I was a little skeptical, but then I'm usually skeptical about everything. The junction is located in front of the muffler hanger, and appeared to extend the head pipes just as long as the previous cross-over did.

Curiosity overcame me and I had to put it on the dyno this morning to find out.

A little configuration information might be in order.

The bike has had the air-box removed and K&Ns installed. It has the Stucchi cross-over into Mistral mufflers. I had created a custom map for the bike with the Mistral cross-over. If it gained any HP/RPM it would be a little lean at the top, but there's no need to worry, since I'm starting with a known, good, air/fuel ratio.

The red trace is the last run from the mapping session, the blue is the first series with the Stucchi cross-over.
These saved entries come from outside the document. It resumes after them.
//! Headless atmosphere demo: loads config, brings up a device, initialises the
//! atmosphere effect and renders one offscreen frame.

mod frame;

use std::path::Path;
use std::time::Instant;

use aether_config::{CliArgs, Config, default_config_dir};
use aether_effects::{AtmosphereEffect, AtmosphereSettings};
use aether_render::{DeviceHandle, RenderStates};
use clap::Parser;
use glam::Vec3;

fn main() {
    let args = CliArgs::parse();

    // Resolve config directory
    let config_dir = match args.config.clone().map_or_else(default_config_dir, Ok) {
        Ok(dir) => dir,
        Err(e) => {
            eprintln!("Failed to resolve config directory: {e}");
            std::process::exit(1);
        }
    };

    // Load or create config, then apply CLI overrides
    let mut config = Config::load_or_create(&config_dir).unwrap_or_else(|e| {
        eprintln!("Failed to load config: {e}, using defaults");
        Config::default()
    });
    config.apply_cli_overrides(&args);

    let log_dir = config_dir.join("logs");
    aether_log::init_logging(Some(&log_dir), cfg!(debug_assertions), Some(&config));

    if let Err(e) = run(&config, &log_dir) {
        tracing::error!("Atmosphere demo failed: {e}");
        std::process::exit(1);
    }
}

fn run(config: &Config, log_dir: &Path) -> Result<(), Box<dyn std::error::Error>> {
    let started = Instant::now();
    tracing::info!(
        "Rendering {}x{} atmosphere frame (logs in {:?})",
        config.render.target_width,
        config.render.target_height,
        log_dir
    );

    let gpu = pollster::block_on(DeviceHandle::request_headless())?;

    let mut states = RenderStates::new();
    states.init_all(gpu.device());

    let color_format = frame::parse_color_format(&config.render.color_format).unwrap_or_else(|| {
        tracing::warn!(
            "Unsupported color format '{}', using rgba8unorm-srgb",
            config.render.color_format
        );
        wgpu::TextureFormat::Rgba8UnormSrgb
    });

    let settings = AtmosphereSettings {
        shader_dir: config.render.shader_dir.clone(),
        color_format,
        depth_format: config.render.depth_enabled.then_some(frame::DEPTH_FORMAT),
        debug_labels: config.debug.label_gpu_objects,
    };
    let mut effect = AtmosphereEffect::new(settings)?;
    effect.init_all(Some(&gpu), &states)?;
    effect.set_render_default();

    let atmosphere = &config.atmosphere;
    let width = i32::try_from(config.render.target_width).unwrap_or(i32::MAX);
    let height = i32::try_from(config.render.target_height).unwrap_or(i32::MAX);
    effect.set_render_target_size(width, height)?;
    effect.set_light_dir(Vec3::from(atmosphere.light_dir))?;
    effect.set_camera_look_at(Vec3::from(atmosphere.camera_look_at))?;
    effect.set_camera_right(Vec3::from(atmosphere.camera_right))?;
    effect.set_time(started.elapsed().as_secs_f32() * atmosphere.time_scale)?;

    let average = frame::render_frame(&gpu, &mut effect, config, color_format)?;
    tracing::info!(
        "Frame rendered in {:.1} ms, average colour [{:.3}, {:.3}, {:.3}]",
        started.elapsed().as_secs_f64() * 1000.0,
        average[0],
        average[1],
        average[2]
    );
    Ok(())
}
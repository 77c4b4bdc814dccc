//! CPU-side constant buffers with typed, name-addressed variables.
//!
//! A [`ConstantBuffer`] mirrors one reflected uniform block as bytes laid out
//! with WGSL uniform rules. Variables write into that mirror and mark it dirty;
//! the GPU copy is refreshed once per apply.

use std::fmt;

use wgpu::util::DeviceExt;

use crate::effect::EffectError;
use crate::reflect::UniformBlock;

/// 32-bit scalar kinds that can live in a uniform block.
#[derive(Clone, Copy, Debug, PartialEq, Eq, Hash)]
pub enum ScalarType {
    Sint,
    Uint,
    Float,
}

/// Shape of a constant-buffer variable.
#[derive(Clone, Copy, Debug, PartialEq, Eq, Hash)]
pub enum VariableType {
    Scalar(ScalarType),
    Vector { scalar: ScalarType, len: u32 },
    /// Column-major `f32` matrix.
    Matrix { columns: u32, rows: u32 },
    /// Arrays, nested structs and anything else; written as raw bytes.
    Other { size: u32 },
}

impl VariableType {
    /// Size in bytes occupied inside the block.
    pub fn size(&self) -> u32 {
        match *self {
            VariableType::Scalar(_) => 4,
            VariableType::Vector { len, .. } => 4 * len,
            VariableType::Matrix { columns, rows } => columns * column_stride(rows),
            VariableType::Other { size } => size,
        }
    }
}

impl fmt::Display for VariableType {
    fn fmt(&self, f: &mut fmt::Formatter<'_>) -> fmt::Result {
        let scalar = |s: ScalarType| match s {
            ScalarType::Sint => "i32",
            ScalarType::Uint => "u32",
            ScalarType::Float => "f32",
        };
        match *self {
            VariableType::Scalar(s) => write!(f, "{}", scalar(s)),
            VariableType::Vector { scalar: s, len } => write!(f, "vec{}<{}>", len, scalar(s)),
            VariableType::Matrix { columns, rows } => write!(f, "mat{columns}x{rows}<f32>"),
            VariableType::Other { size } => write!(f, "{size} bytes"),
        }
    }
}

/// Distance between matrix columns: `vec2` columns are 8 bytes, wider ones 16.
fn column_stride(rows: u32) -> u32 {
    if rows == 2 { 8 } else { 16 }
}

/// CPU mirror of one uniform block plus its lazily created GPU buffer.
pub struct ConstantBuffer {
    name: String,
    group: u32,
    binding: u32,
    data: Vec<u8>,
    dirty: bool,
    gpu: Option<wgpu::Buffer>,
}

impl ConstantBuffer {
    /// Zero-initialised buffer sized for the reflected block.
    pub fn new(block: &UniformBlock) -> Self {
        Self {
            name: block.name.clone(),
            group: block.group,
            binding: block.binding,
            data: vec![0; block.size as usize],
            dirty: true,
            gpu: None,
        }
    }

    pub fn name(&self) -> &str {
        &self.name
    }

    /// `(group, binding)` the block is declared at.
    pub fn slot(&self) -> (u32, u32) {
        (self.group, self.binding)
    }

    pub fn bytes(&self) -> &[u8] {
        &self.data
    }

    pub fn is_dirty(&self) -> bool {
        self.dirty
    }

    /// The GPU buffer, once [`ConstantBuffer::upload`] has run.
    pub fn gpu_buffer(&self) -> Option<&wgpu::Buffer> {
        self.gpu.as_ref()
    }

    /// Create the GPU buffer on first call, otherwise write pending changes.
    ///
    /// Returns `true` when a new GPU buffer was created, which invalidates
    /// bind groups referencing this block.
    pub fn upload(&mut self, device: &wgpu::Device, queue: &wgpu::Queue, label: &str) -> bool {
        match &self.gpu {
            None => {
                self.gpu = Some(device.create_buffer_init(&wgpu::util::BufferInitDescriptor {
                    label: Some(label),
                    contents: &self.data,
                    usage: wgpu::BufferUsages::UNIFORM | wgpu::BufferUsages::COPY_DST,
                }));
                self.dirty = false;
                true
            }
            Some(buffer) => {
                if self.dirty {
                    queue.write_buffer(buffer, 0, &self.data);
                    self.dirty = false;
                }
                false
            }
        }
    }

    /// Read-only view of a variable at `offset`.
    pub(crate) fn variable<'a>(
        &'a self,
        name: &'a str,
        offset: u32,
        ty: VariableType,
    ) -> ConstantBufferVariable<'a> {
        let start = offset as usize;
        ConstantBufferVariable {
            name,
            ty,
            bytes: &self.data[start..start + ty.size() as usize],
        }
    }

    /// Writable view of a variable at `offset`.
    pub(crate) fn variable_mut<'a>(
        &'a mut self,
        name: &'a str,
        offset: u32,
        ty: VariableType,
    ) -> ConstantBufferVariableMut<'a> {
        let start = offset as usize;
        ConstantBufferVariableMut {
            name,
            ty,
            bytes: &mut self.data[start..start + ty.size() as usize],
            dirty: &mut self.dirty,
        }
    }
}

/// Read access to a named variable.
pub struct ConstantBufferVariable<'a> {
    name: &'a str,
    ty: VariableType,
    bytes: &'a [u8],
}

impl ConstantBufferVariable<'_> {
    pub fn name(&self) -> &str {
        self.name
    }

    pub fn ty(&self) -> VariableType {
        self.ty
    }

    pub fn raw(&self) -> &[u8] {
        self.bytes
    }

    pub fn get_sint(&self) -> Result<i32, EffectError> {
        expect(self.name, self.ty, VariableType::Scalar(ScalarType::Sint), "i32")?;
        Ok(bytemuck::pod_read_unaligned(&self.bytes[..4]))
    }

    pub fn get_uint(&self) -> Result<u32, EffectError> {
        expect(self.name, self.ty, VariableType::Scalar(ScalarType::Uint), "u32")?;
        Ok(bytemuck::pod_read_unaligned(&self.bytes[..4]))
    }

    pub fn get_float(&self) -> Result<f32, EffectError> {
        expect(self.name, self.ty, VariableType::Scalar(ScalarType::Float), "f32")?;
        Ok(bytemuck::pod_read_unaligned(&self.bytes[..4]))
    }

    /// All components of a float vector.
    pub fn get_float_vector(&self) -> Result<Vec<f32>, EffectError> {
        match self.ty {
            VariableType::Vector {
                scalar: ScalarType::Float,
                ..
            } => Ok(read_floats(self.bytes)),
            _ => Err(mismatch(self.name, self.ty, "float vector")),
        }
    }

    /// Matrix elements in column-major order, column padding removed.
    pub fn get_float_matrix(&self) -> Result<Vec<f32>, EffectError> {
        let VariableType::Matrix { columns, rows } = self.ty else {
            return Err(mismatch(self.name, self.ty, "float matrix"));
        };
        let stride = column_stride(rows) as usize;
        let mut out = Vec::with_capacity((columns * rows) as usize);
        for column in self.bytes.chunks_exact(stride).take(columns as usize) {
            out.extend(read_floats(&column[..rows as usize * 4]));
        }
        Ok(out)
    }
}

/// Write access to a named variable. Every setter marks the block dirty.
pub struct ConstantBufferVariableMut<'a> {
    name: &'a str,
    ty: VariableType,
    bytes: &'a mut [u8],
    dirty: &'a mut bool,
}

impl ConstantBufferVariableMut<'_> {
    pub fn ty(&self) -> VariableType {
        self.ty
    }

    pub fn set_sint(&mut self, value: i32) -> Result<(), EffectError> {
        expect(self.name, self.ty, VariableType::Scalar(ScalarType::Sint), "i32")?;
        self.write(0, bytemuck::bytes_of(&value));
        Ok(())
    }

    pub fn set_uint(&mut self, value: u32) -> Result<(), EffectError> {
        expect(self.name, self.ty, VariableType::Scalar(ScalarType::Uint), "u32")?;
        self.write(0, bytemuck::bytes_of(&value));
        Ok(())
    }

    pub fn set_float(&mut self, value: f32) -> Result<(), EffectError> {
        expect(self.name, self.ty, VariableType::Scalar(ScalarType::Float), "f32")?;
        self.write(0, bytemuck::bytes_of(&value));
        Ok(())
    }

    /// Write the leading `values.len()` components of a float vector.
    pub fn set_float_vector(&mut self, values: &[f32]) -> Result<(), EffectError> {
        match self.ty {
            VariableType::Vector {
                scalar: ScalarType::Float,
                len,
            } if !values.is_empty() && values.len() <= len as usize => {
                self.write(0, bytemuck::cast_slice(values));
                Ok(())
            }
            _ => Err(mismatch(self.name, self.ty, "float vector")),
        }
    }

    /// Write a `columns x rows` matrix given in column-major order.
    pub fn set_float_matrix(
        &mut self,
        columns: u32,
        rows: u32,
        values: &[f32],
    ) -> Result<(), EffectError> {
        let matches = self.ty == VariableType::Matrix { columns, rows };
        if !matches || values.len() != (columns * rows) as usize {
            return Err(mismatch(self.name, self.ty, "float matrix"));
        }
        let stride = column_stride(rows) as usize;
        for (i, column) in values.chunks_exact(rows as usize).enumerate() {
            self.write(i * stride, bytemuck::cast_slice(column));
        }
        Ok(())
    }

    pub fn set_mat4(&mut self, matrix: glam::Mat4) -> Result<(), EffectError> {
        self.set_float_matrix(4, 4, &matrix.to_cols_array())
    }

    /// Overwrite the variable with raw bytes of exactly its size.
    pub fn set_raw(&mut self, bytes: &[u8]) -> Result<(), EffectError> {
        if bytes.len() != self.bytes.len() {
            return Err(mismatch(self.name, self.ty, "raw bytes of matching size"));
        }
        self.write(0, bytes);
        Ok(())
    }

    fn write(&mut self, offset: usize, src: &[u8]) {
        self.bytes[offset..offset + src.len()].copy_from_slice(src);
        *self.dirty = true;
    }
}

fn read_floats(bytes: &[u8]) -> Vec<f32> {
    bytes
        .chunks_exact(4)
        .map(bytemuck::pod_read_unaligned::<f32>)
        .collect()
}

fn expect(
    name: &str,
    actual: VariableType,
    wanted: VariableType,
    requested: &'static str,
) -> Result<(), EffectError> {
    if actual == wanted {
        Ok(())
    } else {
        Err(mismatch(name, actual, requested))
    }
}

fn mismatch(name: &str, actual: VariableType, requested: &'static str) -> EffectError {
    EffectError::TypeMismatch {
        name: name.to_string(),
        declared: actual,
        requested,
    }
}
//! Shared rasterizer, depth-stencil and sampler states.
//!
//! wgpu bakes rasterizer and depth state into the pipeline, so those are plain
//! descriptors combined with a topology or depth format when a pass builds its
//! pipeline. Samplers are real device objects; they exist only after
//! [`RenderStates::init_all`] and are shared between effects through `Arc`.

use std::sync::Arc;

/// Rasterizer state: culling, winding and fill mode.
#[derive(Clone, Copy, Debug, PartialEq, Eq)]
pub struct RasterizerDesc {
    pub cull_mode: Option<wgpu::Face>,
    pub front_face: wgpu::FrontFace,
    pub polygon_mode: wgpu::PolygonMode,
}

impl RasterizerDesc {
    /// Back-face culling with counter-clockwise front faces.
    pub const DEFAULT: RasterizerDesc = RasterizerDesc {
        cull_mode: Some(wgpu::Face::Back),
        front_face: wgpu::FrontFace::Ccw,
        polygon_mode: wgpu::PolygonMode::Fill,
    };

    /// Primitive state for a pipeline drawing `topology`.
    pub fn primitive_state(&self, topology: wgpu::PrimitiveTopology) -> wgpu::PrimitiveState {
        wgpu::PrimitiveState {
            topology,
            strip_index_format: None,
            front_face: self.front_face,
            cull_mode: self.cull_mode,
            unclipped_depth: false,
            polygon_mode: self.polygon_mode,
            conservative: false,
        }
    }
}

impl Default for RasterizerDesc {
    fn default() -> Self {
        Self::DEFAULT
    }
}

/// Depth test and write configuration. Stencil is left disabled.
#[derive(Clone, Copy, Debug, PartialEq, Eq)]
pub struct DepthStencilDesc {
    pub depth_write_enabled: bool,
    pub depth_compare: wgpu::CompareFunction,
}

impl DepthStencilDesc {
    /// Standard depth testing and writing.
    pub const DEFAULT: DepthStencilDesc = DepthStencilDesc {
        depth_write_enabled: true,
        depth_compare: wgpu::CompareFunction::Less,
    };

    /// Pipeline depth state for a pass rendering into `format`.
    ///
    /// Passes without a depth attachment get `None` whatever the descriptor says.
    pub fn resolve(&self, format: Option<wgpu::TextureFormat>) -> Option<wgpu::DepthStencilState> {
        format.map(|format| wgpu::DepthStencilState {
            format,
            depth_write_enabled: self.depth_write_enabled,
            depth_compare: self.depth_compare,
            stencil: wgpu::StencilState::default(),
            bias: wgpu::DepthBiasState::default(),
        })
    }
}

impl Default for DepthStencilDesc {
    fn default() -> Self {
        Self::DEFAULT
    }
}

struct SamplerStates {
    linear_wrap: Arc<wgpu::Sampler>,
    linear_clamp: Arc<wgpu::Sampler>,
    point_clamp: Arc<wgpu::Sampler>,
    anisotropic_wrap: Arc<wgpu::Sampler>,
    shadow_pcf: Arc<wgpu::Sampler>,
}

/// Process-wide render state objects, created once per device.
#[derive(Default)]
pub struct RenderStates {
    samplers: Option<SamplerStates>,
}

impl RenderStates {
    /// No culling.
    pub const RS_NO_CULL: RasterizerDesc = RasterizerDesc {
        cull_mode: None,
        front_face: wgpu::FrontFace::Ccw,
        polygon_mode: wgpu::PolygonMode::Fill,
    };

    /// Line fill, no culling. Requires `Features::POLYGON_MODE_LINE`.
    pub const RS_WIREFRAME: RasterizerDesc = RasterizerDesc {
        cull_mode: None,
        front_face: wgpu::FrontFace::Ccw,
        polygon_mode: wgpu::PolygonMode::Line,
    };

    /// Culls clockwise-wound triangles.
    pub const RS_CULL_CLOCKWISE: RasterizerDesc = RasterizerDesc {
        cull_mode: Some(wgpu::Face::Back),
        front_face: wgpu::FrontFace::Ccw,
        polygon_mode: wgpu::PolygonMode::Fill,
    };

    /// Depth test disabled, depth writes disabled.
    pub const DSS_NO_DEPTH_TEST: DepthStencilDesc = DepthStencilDesc {
        depth_write_enabled: false,
        depth_compare: wgpu::CompareFunction::Always,
    };

    /// Depth test enabled, writes disabled.
    pub const DSS_NO_DEPTH_WRITE: DepthStencilDesc = DepthStencilDesc {
        depth_write_enabled: false,
        depth_compare: wgpu::CompareFunction::Less,
    };

    /// Passes fragments at equal depth, for skyboxes drawn at the far plane.
    pub const DSS_LESS_EQUAL: DepthStencilDesc = DepthStencilDesc {
        depth_write_enabled: true,
        depth_compare: wgpu::CompareFunction::LessEqual,
    };

    /// Reverse-Z depth test.
    pub const DSS_GREATER_EQUAL: DepthStencilDesc = DepthStencilDesc {
        depth_write_enabled: true,
        depth_compare: wgpu::CompareFunction::GreaterEqual,
    };

    /// Uninitialised states; samplers are unavailable until [`Self::init_all`].
    pub fn new() -> Self {
        Self::default()
    }

    /// Create the sampler objects. Calling again replaces them.
    pub fn init_all(&mut self, device: &wgpu::Device) {
        let sampler = |label: &str,
                       address_mode: wgpu::AddressMode,
                       filter: wgpu::FilterMode,
                       mipmap_filter: wgpu::MipmapFilterMode| {
            Arc::new(device.create_sampler(&wgpu::SamplerDescriptor {
                label: Some(label),
                address_mode_u: address_mode,
                address_mode_v: address_mode,
                address_mode_w: address_mode,
                mag_filter: filter,
                min_filter: filter,
                mipmap_filter,
                ..Default::default()
            }))
        };

        let linear_wrap = sampler(
            "SSLinearWrap",
            wgpu::AddressMode::Repeat,
            wgpu::FilterMode::Linear,
            wgpu::MipmapFilterMode::Linear,
        );
        let linear_clamp = sampler(
            "SSLinearClamp",
            wgpu::AddressMode::ClampToEdge,
            wgpu::FilterMode::Linear,
            wgpu::MipmapFilterMode::Linear,
        );
        let point_clamp = sampler(
            "SSPointClamp",
            wgpu::AddressMode::ClampToEdge,
            wgpu::FilterMode::Nearest,
            wgpu::MipmapFilterMode::Nearest,
        );

        let anisotropic_wrap = Arc::new(device.create_sampler(&wgpu::SamplerDescriptor {
            label: Some("SSAnisotropicWrap"),
            address_mode_u: wgpu::AddressMode::Repeat,
            address_mode_v: wgpu::AddressMode::Repeat,
            address_mode_w: wgpu::AddressMode::Repeat,
            mag_filter: wgpu::FilterMode::Linear,
            min_filter: wgpu::FilterMode::Linear,
            mipmap_filter: wgpu::MipmapFilterMode::Linear,
            anisotropy_clamp: 4,
            ..Default::default()
        }));

        let shadow_pcf = Arc::new(device.create_sampler(&wgpu::SamplerDescriptor {
            label: Some("SSShadowPCF"),
            address_mode_u: wgpu::AddressMode::ClampToEdge,
            address_mode_v: wgpu::AddressMode::ClampToEdge,
            address_mode_w: wgpu::AddressMode::ClampToEdge,
            mag_filter: wgpu::FilterMode::Linear,
            min_filter: wgpu::FilterMode::Linear,
            compare: Some(wgpu::CompareFunction::LessEqual),
            ..Default::default()
        }));

        if self.samplers.is_some() {
            log::debug!("Re-initialising render states");
        }
        self.samplers = Some(SamplerStates {
            linear_wrap,
            linear_clamp,
            point_clamp,
            anisotropic_wrap,
            shadow_pcf,
        });
        log::info!("Render states initialised");
    }

    /// Whether [`Self::init_all`] has run.
    pub fn is_init(&self) -> bool {
        self.samplers.is_some()
    }

    pub fn ss_linear_wrap(&self) -> Option<&Arc<wgpu::Sampler>> {
        self.samplers.as_ref().map(|s| &s.linear_wrap)
    }

    pub fn ss_linear_clamp(&self) -> Option<&Arc<wgpu::Sampler>> {
        self.samplers.as_ref().map(|s| &s.linear_clamp)
    }

    pub fn ss_point_clamp(&self) -> Option<&Arc<wgpu::Sampler>> {
        self.samplers.as_ref().map(|s| &s.point_clamp)
    }

    pub fn ss_anisotropic_wrap(&self) -> Option<&Arc<wgpu::Sampler>> {
        self.samplers.as_ref().map(|s| &s.anisotropic_wrap)
    }

    /// Comparison sampler for shadow map lookups.
    pub fn ss_shadow_pcf(&self) -> Option<&Arc<wgpu::Sampler>> {
        self.samplers.as_ref().map(|s| &s.shadow_pcf)
    }
}
//! Configuration structs with sensible defaults and RON persistence.

use std::path::{Path, PathBuf};

use serde::{Deserialize, Serialize};

use crate::error::ConfigError;

const CONFIG_FILE: &str = "config.ron";

/// Top-level renderer configuration.
#[derive(Debug, Clone, Default, Serialize, Deserialize, PartialEq)]
#[serde(default)]
pub struct Config {
    /// Render target and shader lookup settings.
    pub render: RenderConfig,
    /// Initial atmosphere effect parameters.
    pub atmosphere: AtmosphereConfig,
    /// Debug/development settings.
    pub debug: DebugConfig,
}

/// Render target and shader lookup settings.
#[derive(Debug, Clone, Serialize, Deserialize, PartialEq)]
#[serde(default)]
pub struct RenderConfig {
    /// Offscreen render target width in pixels.
    pub target_width: u32,
    /// Offscreen render target height in pixels.
    pub target_height: u32,
    /// Color target format name: `"rgba8unorm"`, `"rgba8unorm-srgb"`, `"bgra8unorm"`
    /// or `"bgra8unorm-srgb"`.
    pub color_format: String,
    /// Attach a depth buffer to the atmosphere pass.
    pub depth_enabled: bool,
    /// Directory searched for `.wgsl` overrides. Bundled shaders are used when unset.
    pub shader_dir: Option<PathBuf>,
}

/// Starting values pushed into the atmosphere effect each frame.
#[derive(Debug, Clone, Serialize, Deserialize, PartialEq)]
#[serde(default)]
pub struct AtmosphereConfig {
    /// Direction the sunlight travels, world space.
    pub light_dir: [f32; 3],
    /// Camera forward vector.
    pub camera_look_at: [f32; 3],
    /// Camera right vector.
    pub camera_right: [f32; 3],
    /// Multiplier applied to wall-clock seconds before `g_Time` is written.
    pub time_scale: f32,
}

/// Debug/development configuration.
#[derive(Debug, Clone, Serialize, Deserialize, PartialEq)]
#[serde(default)]
pub struct DebugConfig {
    /// Log level override (e.g., "debug", "info", "warn").
    pub log_level: String,
    /// Attach debug labels to GPU objects.
    pub label_gpu_objects: bool,
}

impl Default for RenderConfig {
    fn default() -> Self {
        Self {
            target_width: 1280,
            target_height: 720,
            color_format: "rgba8unorm-srgb".to_string(),
            depth_enabled: false,
            shader_dir: None,
        }
    }
}

impl Default for AtmosphereConfig {
    fn default() -> Self {
        Self {
            light_dir: [0.0, -0.5, 0.866],
            camera_look_at: [0.0, 0.0, 1.0],
            camera_right: [1.0, 0.0, 0.0],
            time_scale: 1.0,
        }
    }
}

impl Default for DebugConfig {
    fn default() -> Self {
        Self {
            log_level: "info".to_string(),
            label_gpu_objects: cfg!(debug_assertions),
        }
    }
}

/// Per-user config directory for Aether (`<config_dir>/aether`).
pub fn default_config_dir() -> Result<PathBuf, ConfigError> {
    dirs::config_dir()
        .map(|dir| dir.join("aether"))
        .ok_or(ConfigError::NoConfigDir)
}

// --- Load / Save / Reload ---

impl Config {
    /// Load config from the given directory, or create a default config file.
    pub fn load_or_create(config_dir: &Path) -> Result<Self, ConfigError> {
        let config_path = config_dir.join(CONFIG_FILE);

        if config_path.exists() {
            let config = Self::read(&config_path)?;
            log::info!("Loaded config from {}", config_path.display());
            Ok(config)
        } else {
            let config = Config::default();
            config.save(config_dir)?;
            log::info!("Created default config at {}", config_path.display());
            Ok(config)
        }
    }

    /// Save config to the given directory as `config.ron`.
    pub fn save(&self, config_dir: &Path) -> Result<(), ConfigError> {
        std::fs::create_dir_all(config_dir).map_err(ConfigError::WriteError)?;

        let pretty = ron::ser::PrettyConfig::new()
            .depth_limit(3)
            .separate_tuple_members(true)
            .enumerate_arrays(false);
        let serialized =
            ron::ser::to_string_pretty(self, pretty).map_err(ConfigError::SerializeError)?;

        std::fs::write(config_dir.join(CONFIG_FILE), serialized)
            .map_err(ConfigError::WriteError)
    }

    /// Hot-reload: returns `Some(new_config)` if the file changed, `None` otherwise.
    pub fn reload(&self, config_dir: &Path) -> Result<Option<Self>, ConfigError> {
        let new_config = Self::read(&config_dir.join(CONFIG_FILE))?;

        if &new_config != self {
            log::info!("Config reloaded with changes");
            Ok(Some(new_config))
        } else {
            Ok(None)
        }
    }

    fn read(path: &Path) -> Result<Self, ConfigError> {
        let contents = std::fs::read_to_string(path).map_err(ConfigError::ReadError)?;
        ron::from_str(&contents).map_err(ConfigError::ParseError)
    }
}

#[cfg(test)]
mod tests {
    use super::*;

    #[test]
    fn test_default_config_serializes() {
        let config = Config::default();
        let ron_str =
            ron::ser::to_string_pretty(&config, ron::ser::PrettyConfig::new().depth_limit(3))
                .unwrap();
        assert!(ron_str.contains("target_width: 1280"));
        assert!(ron_str.contains("time_scale: 1.0"));
    }

    #[test]
    fn test_missing_section_uses_default() {
        let config: Config = ron::from_str("(render: (target_width: 640))").unwrap();
        assert_eq!(config.render.target_width, 640);
        assert_eq!(config.render.target_height, 720);
        assert_eq!(config.atmosphere, AtmosphereConfig::default());
    }

    #[test]
    fn test_extra_field_ignored() {
        let result: Result<Config, _> = ron::from_str("(future_setting: true)");
        assert!(result.is_ok());
    }

    #[test]
    fn test_shader_dir_parses_as_optional_path() {
        let config: Config = ron::from_str(r#"(render: (shader_dir: Some("assets/shaders")))"#)
            .unwrap();
        assert_eq!(
            config.render.shader_dir,
            Some(PathBuf::from("assets/shaders"))
        );
    }

    #[test]
    fn test_save_and_load() {
        let dir = tempfile::tempdir().unwrap();
        let mut config = Config::default();
        config.render.target_width = 1920;
        config.atmosphere.light_dir = [0.0, -1.0, 0.0];

        config.save(dir.path()).unwrap();
        let loaded = Config::load_or_create(dir.path()).unwrap();
        assert_eq!(config, loaded);
    }

    #[test]
    fn test_load_or_create_writes_default_file() {
        let dir = tempfile::tempdir().unwrap();
        let config = Config::load_or_create(dir.path()).unwrap();
        assert_eq!(config, Config::default());
        assert!(dir.path().join(CONFIG_FILE).exists());
    }

    #[test]
    fn test_reload_detects_changes() {
        let dir = tempfile::tempdir().unwrap();
        let config = Config::default();
        config.save(dir.path()).unwrap();

        let mut modified = config.clone();
        modified.atmosphere.time_scale = 0.25;
        modified.save(dir.path()).unwrap();

        let reloaded = config.reload(dir.path()).unwrap();
        assert_eq!(reloaded.unwrap().atmosphere.time_scale, 0.25);
    }

    #[test]
    fn test_reload_no_changes() {
        let dir = tempfile::tempdir().unwrap();
        let config = Config::default();
        config.save(dir.path()).unwrap();

        assert!(config.reload(dir.path()).unwrap().is_none());
    }

    #[test]
    fn test_invalid_ron_produces_parse_error() {
        let dir = tempfile::tempdir().unwrap();
        std::fs::write(dir.path().join(CONFIG_FILE), "{{not valid}}").unwrap();
        let result = Config::load_or_create(dir.path());
        assert!(matches!(result, Err(ConfigError::ParseError(_))));
    }
}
Things are looking pretty good. There is just a hint of the stock dip at 4500 RPM and the improvement at 7500. Since I didn't test Bob's bike with the stock cross-over, I don't have a comparison run. I do have a run with John Schneider's bike, but keep in mind that each bike is a little different in it's capabilities, so I'll show the two together only to compare the torque curves RPM points.

The red trace is Bob's with the Stucchi x-over and the blue is Schneider's with the stock resonator and Agostini mufflers.

You will notice that the 4500 RPM dip is less pronounced with the Stucchi. The top-end is abbreviated from closing the throttle.

The testing isn't over. Now I have to change the map for the new cross-over. At least there seems to be a reason to spend the time.

After some fuel and timing adjustments I got the result below. The red trace is the final run.

The smoother curve of the red trace (from 6200 to 7200) is due to better air/fuel ratio. Most of the overall increase is due to the timing adjustments.

Finally, a comparison between the Stucchi and the stock resonator. The blue trace is John Schneider's which uses the stock resonator and stock air-box. The blue trace might be showing signs of air-box resonance, at 5500 and 7500.

The differences in peak power may be caused by the components or the two engines may be a couple HP apart. I don't feel confident saying which of the two configurations is best for peak power, but I will say that the Stucchi cross-over doesn't lower the peak power RPM point like another cross-over I've tested.

The mapping changes have added to the power and torque as well as improving the drivability.